The name ‘bank’ is usually used in the sense of commercial bank. The word ‘bank’ seems to have originated from the Germanic world ‘banck’ which means a joint stock fund or heap. It is possible that the word has also been derived from the French word ‘banque’ and the Italian word ‘banco’.
The Italian word ‘banco’ refers to a bench at which the money changers or mediaeval bankers used to change one kind of money into another and transact their banking business. Thus, the early banking was associated with the business of money changing.
The first public banking institution was The Bank of Venice, founded in 1157. The Bank of Barcelona and the bank of Genoa were established in 1401 and 1407 respectively. These are the recognized forerunners of modern commercial banks. Exchange banking was developed after the installation of the Bank of Amsterdam in 1609 and Bank of Hamburg in 1690. The credit for laying the foundation of modern banking in England goes to the Lombards of Italy who had migrated to other European countries and England. The bankers of Lombardy developed the money lending business in England. The Bank of England was established in 1694. The development of joint stock commercial banking started functioning in 1833. The modern banking system actually developed only in the nineteenth century. In India, the first modern bank ‘Bank of Bengal’ was established in 1806 in the Bengal presidency.
The early stages of banks included three types of institutions

i) The merchant banker, who was primarily a trader. He accepted customer’s money and kept it under safe custody.

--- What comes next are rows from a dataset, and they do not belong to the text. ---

//! Application state shared across all commands.
//!
//! The [`AppState`] struct is wrapped in `Arc<Mutex<>>` so that every
//! command handler can reach it.  The lock is only held for synchronous
//! reads and writes; long-running work goes through a cloned
//! [`ProfileWorkflow`].

use std::sync::{Arc, Mutex};

use directory_net::GoogleGeocoder;
use directory_shared::{Profile, ProfileDraft};

use crate::workflow::ProfileWorkflow;

/// Handle passed to every command.
pub type SharedState<G = GoogleGeocoder> = Arc<Mutex<AppState<G>>>;

/// Central application state.
pub struct AppState<G = GoogleGeocoder> {
    /// Owner of the profile store; the only path for mutations.
    pub workflow: ProfileWorkflow<G>,

    /// Whether create / edit / delete are exposed.
    /// A local toggle, not an authentication mechanism.
    pub is_admin_mode: bool,

    /// Last search term entered by the user.
    pub search_term: String,

    /// Profile currently shown on the map overlay.
    pub selected_profile: Option<Profile>,

    /// Whether the map overlay is open.
    pub show_map: bool,

    /// The "add profile" form.
    pub draft: ProfileDraft,
}

impl<G> AppState<G> {
    /// Create state around `workflow` with admin mode off and an empty form.
    pub fn new(workflow: ProfileWorkflow<G>) -> Self {
        Self {
            workflow,
            is_admin_mode: false,
            search_term: String::new(),
            selected_profile: None,
            show_map: false,
            draft: ProfileDraft::default(),
        }
    }

    pub fn into_shared(self) -> SharedState<G> {
        Arc::new(Mutex::new(self))
    }
}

ii) The money lender, who lent his surplus money to the needy persons on deriving some interest payment.

iii) The gold smith, who accepted the valuables like gold and diamond of the customers and kept it under his safe custody. It will be returned to the customer on demand and interest will be collected for that.

Modern banks retain all the characteristics of above three types of institutions. The advancement of society and economic thinking, specialization and extended market resulting from Industrial revolution paved the way for developing modern commercial banking system. The role of banks extended from merely being institutions of ‘deposits and discounts’ to custodians of national finance and trustees of the surplus balances of the public. The modern banks have now become the lifeblood of our commercial and industrial activities.